Recorded data:
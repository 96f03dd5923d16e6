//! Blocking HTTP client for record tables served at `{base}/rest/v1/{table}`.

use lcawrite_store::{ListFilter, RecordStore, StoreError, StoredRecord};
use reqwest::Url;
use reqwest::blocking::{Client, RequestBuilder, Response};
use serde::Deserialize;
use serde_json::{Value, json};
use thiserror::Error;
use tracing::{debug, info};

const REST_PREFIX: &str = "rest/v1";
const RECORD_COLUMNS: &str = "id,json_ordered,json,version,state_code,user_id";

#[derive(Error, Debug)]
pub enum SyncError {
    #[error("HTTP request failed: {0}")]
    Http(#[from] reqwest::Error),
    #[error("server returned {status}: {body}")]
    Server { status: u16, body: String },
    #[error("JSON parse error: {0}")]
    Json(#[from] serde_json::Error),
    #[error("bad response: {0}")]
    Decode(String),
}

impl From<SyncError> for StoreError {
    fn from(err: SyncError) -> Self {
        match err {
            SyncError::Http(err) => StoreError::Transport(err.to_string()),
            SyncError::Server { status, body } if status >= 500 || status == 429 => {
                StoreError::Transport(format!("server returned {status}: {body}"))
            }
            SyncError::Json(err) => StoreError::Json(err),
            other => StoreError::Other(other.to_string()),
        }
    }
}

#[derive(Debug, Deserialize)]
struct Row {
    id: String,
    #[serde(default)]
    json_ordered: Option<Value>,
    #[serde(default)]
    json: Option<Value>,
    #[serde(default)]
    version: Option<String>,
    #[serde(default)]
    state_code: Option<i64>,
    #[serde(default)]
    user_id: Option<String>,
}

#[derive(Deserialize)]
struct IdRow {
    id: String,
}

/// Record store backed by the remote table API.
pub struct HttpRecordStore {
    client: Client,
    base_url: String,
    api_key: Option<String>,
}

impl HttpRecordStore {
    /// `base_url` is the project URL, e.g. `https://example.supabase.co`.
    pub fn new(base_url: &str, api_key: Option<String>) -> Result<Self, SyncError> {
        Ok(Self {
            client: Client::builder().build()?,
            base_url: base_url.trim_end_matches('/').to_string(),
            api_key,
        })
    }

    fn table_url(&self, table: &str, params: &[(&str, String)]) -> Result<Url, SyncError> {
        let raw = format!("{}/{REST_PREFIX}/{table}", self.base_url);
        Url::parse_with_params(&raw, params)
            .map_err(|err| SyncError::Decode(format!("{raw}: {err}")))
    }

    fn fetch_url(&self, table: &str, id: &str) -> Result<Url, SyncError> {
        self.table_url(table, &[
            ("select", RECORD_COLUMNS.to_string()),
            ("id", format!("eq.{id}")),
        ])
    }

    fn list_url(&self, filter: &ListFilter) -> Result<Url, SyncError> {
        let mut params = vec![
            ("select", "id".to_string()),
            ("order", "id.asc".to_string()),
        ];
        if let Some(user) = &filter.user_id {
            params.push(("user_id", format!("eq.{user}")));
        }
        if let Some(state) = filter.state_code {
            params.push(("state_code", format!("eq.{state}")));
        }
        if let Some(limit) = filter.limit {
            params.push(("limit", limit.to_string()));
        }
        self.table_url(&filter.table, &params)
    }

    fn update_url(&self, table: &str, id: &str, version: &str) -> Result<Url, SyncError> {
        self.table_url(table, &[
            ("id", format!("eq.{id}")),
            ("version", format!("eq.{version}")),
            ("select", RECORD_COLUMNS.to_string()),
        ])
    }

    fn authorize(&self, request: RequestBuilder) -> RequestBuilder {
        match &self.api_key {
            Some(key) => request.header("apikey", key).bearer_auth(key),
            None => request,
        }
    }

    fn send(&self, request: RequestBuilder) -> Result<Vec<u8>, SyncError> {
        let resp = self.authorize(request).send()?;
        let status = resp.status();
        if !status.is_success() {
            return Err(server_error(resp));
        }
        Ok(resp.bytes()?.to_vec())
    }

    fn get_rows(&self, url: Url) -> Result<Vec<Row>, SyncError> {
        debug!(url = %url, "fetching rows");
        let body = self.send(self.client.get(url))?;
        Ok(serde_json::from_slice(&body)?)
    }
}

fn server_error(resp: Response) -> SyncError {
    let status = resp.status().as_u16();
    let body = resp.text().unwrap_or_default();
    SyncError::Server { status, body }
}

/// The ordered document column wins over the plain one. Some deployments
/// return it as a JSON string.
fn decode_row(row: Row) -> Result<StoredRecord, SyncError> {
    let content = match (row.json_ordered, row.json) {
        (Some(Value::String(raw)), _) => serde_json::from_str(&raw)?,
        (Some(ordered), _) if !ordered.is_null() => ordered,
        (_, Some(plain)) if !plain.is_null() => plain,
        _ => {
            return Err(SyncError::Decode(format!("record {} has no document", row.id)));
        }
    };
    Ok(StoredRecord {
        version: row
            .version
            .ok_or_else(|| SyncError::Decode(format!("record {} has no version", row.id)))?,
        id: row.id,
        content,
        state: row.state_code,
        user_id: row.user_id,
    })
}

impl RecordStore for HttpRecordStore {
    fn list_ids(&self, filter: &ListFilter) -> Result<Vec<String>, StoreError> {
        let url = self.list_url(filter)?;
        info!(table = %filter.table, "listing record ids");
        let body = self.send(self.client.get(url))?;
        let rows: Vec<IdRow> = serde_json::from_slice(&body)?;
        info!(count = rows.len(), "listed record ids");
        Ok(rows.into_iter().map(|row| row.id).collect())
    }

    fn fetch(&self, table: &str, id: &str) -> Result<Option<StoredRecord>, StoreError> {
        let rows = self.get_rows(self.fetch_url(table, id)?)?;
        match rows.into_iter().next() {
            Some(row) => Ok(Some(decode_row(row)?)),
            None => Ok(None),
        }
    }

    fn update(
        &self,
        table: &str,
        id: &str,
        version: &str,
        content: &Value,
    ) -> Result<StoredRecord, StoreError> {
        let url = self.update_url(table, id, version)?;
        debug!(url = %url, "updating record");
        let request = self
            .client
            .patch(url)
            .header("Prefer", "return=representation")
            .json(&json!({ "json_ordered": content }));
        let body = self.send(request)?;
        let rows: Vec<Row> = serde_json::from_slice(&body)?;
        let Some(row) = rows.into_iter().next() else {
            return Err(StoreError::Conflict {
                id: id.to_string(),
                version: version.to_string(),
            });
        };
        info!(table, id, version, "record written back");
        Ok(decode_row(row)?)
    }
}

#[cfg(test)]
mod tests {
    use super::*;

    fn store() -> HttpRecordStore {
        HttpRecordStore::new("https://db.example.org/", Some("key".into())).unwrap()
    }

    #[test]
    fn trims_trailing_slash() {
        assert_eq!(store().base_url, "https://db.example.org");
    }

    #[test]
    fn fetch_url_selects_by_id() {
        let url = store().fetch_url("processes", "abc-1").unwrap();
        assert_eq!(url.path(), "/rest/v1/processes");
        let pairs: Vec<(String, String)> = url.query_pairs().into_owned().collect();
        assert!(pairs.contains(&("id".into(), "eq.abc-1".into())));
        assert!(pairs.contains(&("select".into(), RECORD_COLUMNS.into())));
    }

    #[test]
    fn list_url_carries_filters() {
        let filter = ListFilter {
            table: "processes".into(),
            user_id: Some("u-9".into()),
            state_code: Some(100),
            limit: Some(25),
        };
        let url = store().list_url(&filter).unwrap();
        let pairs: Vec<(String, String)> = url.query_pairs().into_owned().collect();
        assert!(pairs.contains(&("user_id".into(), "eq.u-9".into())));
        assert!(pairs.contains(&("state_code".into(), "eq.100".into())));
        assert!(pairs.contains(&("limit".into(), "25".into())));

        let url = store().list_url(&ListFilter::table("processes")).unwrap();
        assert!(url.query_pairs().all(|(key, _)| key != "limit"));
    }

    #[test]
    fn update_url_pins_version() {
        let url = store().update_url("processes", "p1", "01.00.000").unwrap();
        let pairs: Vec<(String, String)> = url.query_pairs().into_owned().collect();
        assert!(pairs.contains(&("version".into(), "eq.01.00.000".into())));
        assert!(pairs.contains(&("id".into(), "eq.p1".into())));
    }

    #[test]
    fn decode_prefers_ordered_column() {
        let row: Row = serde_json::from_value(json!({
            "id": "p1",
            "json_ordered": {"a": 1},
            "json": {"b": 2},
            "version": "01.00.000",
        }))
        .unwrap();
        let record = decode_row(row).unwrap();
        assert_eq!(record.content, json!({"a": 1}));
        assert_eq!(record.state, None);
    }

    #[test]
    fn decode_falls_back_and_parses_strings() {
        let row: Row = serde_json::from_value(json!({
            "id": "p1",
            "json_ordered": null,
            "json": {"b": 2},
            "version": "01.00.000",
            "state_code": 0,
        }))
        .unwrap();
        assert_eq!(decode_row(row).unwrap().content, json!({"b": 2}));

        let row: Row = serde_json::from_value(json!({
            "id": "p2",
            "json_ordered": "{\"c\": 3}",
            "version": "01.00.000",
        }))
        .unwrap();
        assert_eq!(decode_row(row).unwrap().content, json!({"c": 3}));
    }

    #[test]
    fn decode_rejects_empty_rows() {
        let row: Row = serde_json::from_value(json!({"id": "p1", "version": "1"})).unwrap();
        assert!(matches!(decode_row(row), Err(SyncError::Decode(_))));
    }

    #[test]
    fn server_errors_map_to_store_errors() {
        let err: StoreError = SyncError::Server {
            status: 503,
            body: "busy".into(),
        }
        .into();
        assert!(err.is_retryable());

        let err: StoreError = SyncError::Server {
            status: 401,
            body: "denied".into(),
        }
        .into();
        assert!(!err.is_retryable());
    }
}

**Requirement**
If a line in the records above contains the string "authorize", copy that line out.

**Response**
    fn authorize(&self, request: RequestBuilder) -> RequestBuilder {
        let resp = self.authorize(request).send()?;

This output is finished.